### Records
* * * * *

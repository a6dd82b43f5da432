// src/store/mod.rs
//! Key-value persistence.
//!
//! The pipeline depends on one primitive: [`KeyValueStore`] (`upsert`, `get`,
//! `scan_prefix`, `delete`) over JSON values, keyed per [`Table`]. Uniqueness
//! is by `(table, key)`, so an upsert at an existing key overwrites.
//!
//! Key layout:
//! - events:   `<source>:<event_id>`
//! - impacts:  `<provider>:<subject_id>:<event_id>`
//! - job_runs: `<provider>:<subject_id>`, plus [`PIPELINE_JOB_KEY`]

pub mod file;
pub mod memory;
pub mod sqlite;

use std::path::PathBuf;
use std::sync::Arc;

use async_trait::async_trait;
use serde::de::DeserializeOwned;
use serde::{Deserialize, Serialize};
use serde_json::Value;

use crate::analyze::impact::ImpactRecord;
use crate::config::{StoreBackend, StoreConfig};
use crate::ingest::types::{EventSource, RawEvent};

pub use crate::store::file::FileStore;
pub use crate::store::memory::MemoryStore;
pub use crate::store::sqlite::SqliteStore;

/// Run-state row written after every pipeline run.
pub const PIPELINE_JOB_KEY: &str = "pipeline:all";

#[derive(Debug, Clone, Copy, PartialEq, Eq, Hash, PartialOrd, Ord, Serialize, Deserialize)]
#[serde(rename_all = "snake_case")]
pub enum Table {
    Events,
    Impacts,
    JobRuns,
}

impl Table {
    pub const ALL: [Table; 3] = [Table::Events, Table::Impacts, Table::JobRuns];

    pub fn as_str(&self) -> &'static str {
        match self {
            Table::Events => "events",
            Table::Impacts => "impacts",
            Table::JobRuns => "job_runs",
        }
    }
}

#[derive(Debug, thiserror::Error)]
pub enum StoreError {
    #[error("i/o on {path}: {source}")]
    Io {
        path: PathBuf,
        #[source]
        source: std::io::Error,
    },
    #[error("record (de)serialization failed: {0}")]
    Serde(#[from] serde_json::Error),
    #[error("sqlite: {0}")]
    Sqlite(#[from] rusqlite::Error),
    #[error("corrupt store data in {location}: {reason}")]
    Corrupt { location: String, reason: String },
}

#[async_trait]
pub trait KeyValueStore: Send + Sync {
    async fn upsert(&self, table: Table, key: &str, record: Value) -> Result<(), StoreError>;

    async fn get(&self, table: Table, key: &str) -> Result<Option<Value>, StoreError>;

    /// All rows whose key starts with `prefix`, ordered by key.
    async fn scan_prefix(&self, table: Table, prefix: &str)
        -> Result<Vec<(String, Value)>, StoreError>;

    /// Returns whether a row was removed.
    async fn delete(&self, table: Table, key: &str) -> Result<bool, StoreError>;

    fn backend_name(&self) -> &'static str;
}

pub type DynStore = Arc<dyn KeyValueStore>;

/// Build the configured backend. `path` is ignored for the memory store.
pub fn open_store(cfg: &StoreConfig) -> Result<DynStore, StoreError> {
    let store: DynStore = match cfg.backend {
        StoreBackend::Memory => Arc::new(MemoryStore::new()),
        StoreBackend::File => Arc::new(FileStore::open(&cfg.path)?),
        StoreBackend::Sqlite => Arc::new(SqliteStore::open(&cfg.path)?),
    };
    tracing::info!(
        target: "store",
        backend = store.backend_name(),
        path = %cfg.path.display(),
        "store opened"
    );
    Ok(store)
}

// ---- Keys ----

pub fn event_key(source: EventSource, event_id: &str) -> String {
    format!("{source}:{event_id}")
}

pub fn impact_key(provider: EventSource, subject_id: i64, event_id: &str) -> String {
    format!("{provider}:{subject_id}:{event_id}")
}

pub fn job_key(provider: EventSource, subject_id: i64) -> String {
    format!("{provider}:{subject_id}")
}

// ---- Job run state ----

#[derive(Debug, Clone, Copy, Default, PartialEq, Eq, Serialize, Deserialize)]
#[serde(rename_all = "snake_case")]
pub enum JobStatus {
    #[default]
    Idle,
    Success,
    Failed,
}

#[derive(Debug, Clone, PartialEq, Eq, Serialize, Deserialize)]
pub struct JobRunState {
    pub job_key: String,
    pub last_ran_at_ms: Option<i64>,
    pub last_status: JobStatus,
    #[serde(default)]
    pub last_message: String,
}

impl JobRunState {
    pub fn idle(job_key: impl Into<String>) -> Self {
        Self {
            job_key: job_key.into(),
            last_ran_at_ms: None,
            last_status: JobStatus::Idle,
            last_message: String::new(),
        }
    }
}

// ---- Typed helpers ----

fn decode<T: DeserializeOwned>(table: Table, key: &str, value: Value) -> Result<T, StoreError> {
    serde_json::from_value(value).map_err(|e| StoreError::Corrupt {
        location: format!("{}/{key}", table.as_str()),
        reason: e.to_string(),
    })
}

pub async fn put_event(store: &dyn KeyValueStore, event: &RawEvent) -> Result<(), StoreError> {
    let key = event_key(event.source, &event.id);
    store
        .upsert(Table::Events, &key, serde_json::to_value(event)?)
        .await
}

pub async fn get_event(
    store: &dyn KeyValueStore,
    source: EventSource,
    event_id: &str,
) -> Result<Option<RawEvent>, StoreError> {
    let key = event_key(source, event_id);
    match store.get(Table::Events, &key).await? {
        Some(v) => decode(Table::Events, &key, v).map(Some),
        None => Ok(None),
    }
}

pub async fn put_impact(store: &dyn KeyValueStore, rec: &ImpactRecord) -> Result<(), StoreError> {
    store
        .upsert(Table::Impacts, &rec.key(), serde_json::to_value(rec)?)
        .await
}

pub async fn get_impact(
    store: &dyn KeyValueStore,
    provider: EventSource,
    subject_id: i64,
    event_id: &str,
) -> Result<Option<ImpactRecord>, StoreError> {
    let key = impact_key(provider, subject_id, event_id);
    match store.get(Table::Impacts, &key).await? {
        Some(v) => decode(Table::Impacts, &key, v).map(Some),
        None => Ok(None),
    }
}

/// Every stored impact for one subject, across providers.
pub async fn impacts_for_subject(
    store: &dyn KeyValueStore,
    subject_id: i64,
) -> Result<Vec<ImpactRecord>, StoreError> {
    let mut out = Vec::new();
    for provider in EventSource::ALL {
        let prefix = format!("{provider}:{subject_id}:");
        for (key, value) in store.scan_prefix(Table::Impacts, &prefix).await? {
            out.push(decode(Table::Impacts, &key, value)?);
        }
    }
    Ok(out)
}

pub async fn get_job_state(
    store: &dyn KeyValueStore,
    job_key: &str,
) -> Result<Option<JobRunState>, StoreError> {
    match store.get(Table::JobRuns, job_key).await? {
        Some(v) => decode(Table::JobRuns, job_key, v).map(Some),
        None => Ok(None),
    }
}

pub async fn put_job_state(store: &dyn KeyValueStore, state: &JobRunState) -> Result<(), StoreError> {
    store
        .upsert(Table::JobRuns, &state.job_key, serde_json::to_value(state)?)
        .await
}

/// Delete impact records whose event time is older than `cutoff_ms`.
/// Returns the number removed.
pub async fn trim_impacts_older_than(
    store: &dyn KeyValueStore,
    cutoff_ms: i64,
) -> Result<usize, StoreError> {
    #[derive(Deserialize)]
    struct EventTime {
        event_time_ms: i64,
    }

    let mut removed = 0usize;
    for (key, value) in store.scan_prefix(Table::Impacts, "").await? {
        let t: EventTime = decode(Table::Impacts, &key, value)?;
        if t.event_time_ms < cutoff_ms && store.delete(Table::Impacts, &key).await? {
            removed += 1;
        }
    }
    if removed > 0 {
        tracing::info!(target: "store", removed, cutoff_ms, "impact retention trimmed");
    }
    Ok(removed)
}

* * * * *

### What you have to do
Reproduce every line of the data without changing a word.

### Answer box
repository a6dd82b43f5da432
// src/store/mod.rs
//! Key-value persistence.
//!
//! The pipeline depends on one primitive: [`KeyValueStore`] (`upsert`, `get`,
//! `scan_prefix`, `delete`) over JSON values, keyed per [`Table`]. Uniqueness
//! is by `(table, key)`, so an upsert at an existing key overwrites.
//!
//! Key layout:
//! - events:   `<source>:<event_id>`
//! - impacts:  `<provider>:<subject_id>:<event_id>`
//! - job_runs: `<provider>:<subject_id>`, plus [`PIPELINE_JOB_KEY`]

pub mod file;
pub mod memory;
pub mod sqlite;

use std::path::PathBuf;
use std::sync::Arc;

use async_trait::async_trait;
use serde::de::DeserializeOwned;
use serde::{Deserialize, Serialize};
use serde_json::Value;

use crate::analyze::impact::ImpactRecord;
use crate::config::{StoreBackend, StoreConfig};
use crate::ingest::types::{EventSource, RawEvent};

pub use crate::store::file::FileStore;
pub use crate::store::memory::MemoryStore;
pub use crate::store::sqlite::SqliteStore;

/// Run-state row written after every pipeline run.
pub const PIPELINE_JOB_KEY: &str = "pipeline:all";

#[derive(Debug, Clone, Copy, PartialEq, Eq, Hash, PartialOrd, Ord, Serialize, Deserialize)]
#[serde(rename_all = "snake_case")]
pub enum Table {
    Events,
    Impacts,
    JobRuns,
}

impl Table {
    pub const ALL: [Table; 3] = [Table::Events, Table::Impacts, Table::JobRuns];

    pub fn as_str(&self) -> &'static str {
        match self {
            Table::Events => "events",
            Table::Impacts => "impacts",
            Table::JobRuns => "job_runs",
        }
    }
}

#[derive(Debug, thiserror::Error)]
pub enum StoreError {
    #[error("i/o on {path}: {source}")]
    Io {
        path: PathBuf,
        #[source]
        source: std::io::Error,
    },
    #[error("record (de)serialization failed: {0}")]
    Serde(#[from] serde_json::Error),
    #[error("sqlite: {0}")]
    Sqlite(#[from] rusqlite::Error),
    #[error("corrupt store data in {location}: {reason}")]
    Corrupt { location: String, reason: String },
}

#[async_trait]
pub trait KeyValueStore: Send + Sync {
    async fn upsert(&self, table: Table, key: &str, record: Value) -> Result<(), StoreError>;

    async fn get(&self, table: Table, key: &str) -> Result<Option<Value>, StoreError>;

    /// All rows whose key starts with `prefix`, ordered by key.
    async fn scan_prefix(&self, table: Table, prefix: &str)
        -> Result<Vec<(String, Value)>, StoreError>;

    /// Returns whether a row was removed.
    async fn delete(&self, table: Table, key: &str) -> Result<bool, StoreError>;

    fn backend_name(&self) -> &'static str;
}

pub type DynStore = Arc<dyn KeyValueStore>;

/// Build the configured backend. `path` is ignored for the memory store.
pub fn open_store(cfg: &StoreConfig) -> Result<DynStore, StoreError> {
    let store: DynStore = match cfg.backend {
        StoreBackend::Memory => Arc::new(MemoryStore::new()),
        StoreBackend::File => Arc::new(FileStore::open(&cfg.path)?),
        StoreBackend::Sqlite => Arc::new(SqliteStore::open(&cfg.path)?),
    };
    tracing::info!(
        target: "store",
        backend = store.backend_name(),
        path = %cfg.path.display(),
        "store opened"
    );
    Ok(store)
}

// ---- Keys ----

pub fn event_key(source: EventSource, event_id: &str) -> String {
    format!("{source}:{event_id}")
}

pub fn impact_key(provider: EventSource, subject_id: i64, event_id: &str) -> String {
    format!("{provider}:{subject_id}:{event_id}")
}

pub fn job_key(provider: EventSource, subject_id: i64) -> String {
    format!("{provider}:{subject_id}")
}

// ---- Job run state ----

#[derive(Debug, Clone, Copy, Default, PartialEq, Eq, Serialize, Deserialize)]
#[serde(rename_all = "snake_case")]
pub enum JobStatus {
    #[default]
    Idle,
    Success,
    Failed,
}

#[derive(Debug, Clone, PartialEq, Eq, Serialize, Deserialize)]
pub struct JobRunState {
    pub job_key: String,
    pub last_ran_at_ms: Option<i64>,
    pub last_status: JobStatus,
    #[serde(default)]
    pub last_message: String,
}

impl JobRunState {
    pub fn idle(job_key: impl Into<String>) -> Self {
        Self {
            job_key: job_key.into(),
            last_ran_at_ms: None,
            last_status: JobStatus::Idle,
            last_message: String::new(),
        }
    }
}

// ---- Typed helpers ----

fn decode<T: DeserializeOwned>(table: Table, key: &str, value: Value) -> Result<T, StoreError> {
    serde_json::from_value(value).map_err(|e| StoreError::Corrupt {
        location: format!("{}/{key}", table.as_str()),
        reason: e.to_string(),
    })
}

pub async fn put_event(store: &dyn KeyValueStore, event: &RawEvent) -> Result<(), StoreError> {
    let key = event_key(event.source, &event.id);
    store
        .upsert(Table::Events, &key, serde_json::to_value(event)?)
        .await
}

pub async fn get_event(
    store: &dyn KeyValueStore,
    source: EventSource,
    event_id: &str,
) -> Result<Option<RawEvent>, StoreError> {
    let key = event_key(source, event_id);
    match store.get(Table::Events, &key).await? {
        Some(v) => decode(Table::Events, &key, v).map(Some),
        None => Ok(None),
    }
}

pub async fn put_impact(store: &dyn KeyValueStore, rec: &ImpactRecord) -> Result<(), StoreError> {
    store
        .upsert(Table::Impacts, &rec.key(), serde_json::to_value(rec)?)
        .await
}

pub async fn get_impact(
    store: &dyn KeyValueStore,
    provider: EventSource,
    subject_id: i64,
    event_id: &str,
) -> Result<Option<ImpactRecord>, StoreError> {
    let key = impact_key(provider, subject_id, event_id);
    match store.get(Table::Impacts, &key).await? {
        Some(v) => decode(Table::Impacts, &key, v).map(Some),
        None => Ok(None),
    }
}

/// Every stored impact for one subject, across providers.
pub async fn impacts_for_subject(
    store: &dyn KeyValueStore,
    subject_id: i64,
) -> Result<Vec<ImpactRecord>, StoreError> {
    let mut out = Vec::new();
    for provider in EventSource::ALL {
        let prefix = format!("{provider}:{subject_id}:");
        for (key, value) in store.scan_prefix(Table::Impacts, &prefix).await? {
            out.push(decode(Table::Impacts, &key, value)?);
        }
    }
    Ok(out)
}

pub async fn get_job_state(
    store: &dyn KeyValueStore,
    job_key: &str,
) -> Result<Option<JobRunState>, StoreError> {
    match store.get(Table::JobRuns, job_key).await? {
        Some(v) => decode(Table::JobRuns, job_key, v).map(Some),
        None => Ok(None),
    }
}

pub async fn put_job_state(store: &dyn KeyValueStore, state: &JobRunState) -> Result<(), StoreError> {
    store
        .upsert(Table::JobRuns, &state.job_key, serde_json::to_value(state)?)
        .await
}

/// Delete impact records whose event time is older than `cutoff_ms`.
/// Returns the number removed.
pub async fn trim_impacts_older_than(
    store: &dyn KeyValueStore,
    cutoff_ms: i64,
) -> Result<usize, StoreError> {
    #[derive(Deserialize)]
    struct EventTime {
        event_time_ms: i64,
    }

    let mut removed = 0usize;
    for (key, value) in store.scan_prefix(Table::Impacts, "").await? {
        let t: EventTime = decode(Table::Impacts, &key, value)?;
        if t.event_time_ms < cutoff_ms && store.delete(Table::Impacts, &key).await? {
            removed += 1;
        }
    }
    if removed > 0 {
        tracing::info!(target: "store", removed, cutoff_ms, "impact retention trimmed");
    }
    Ok(removed)
}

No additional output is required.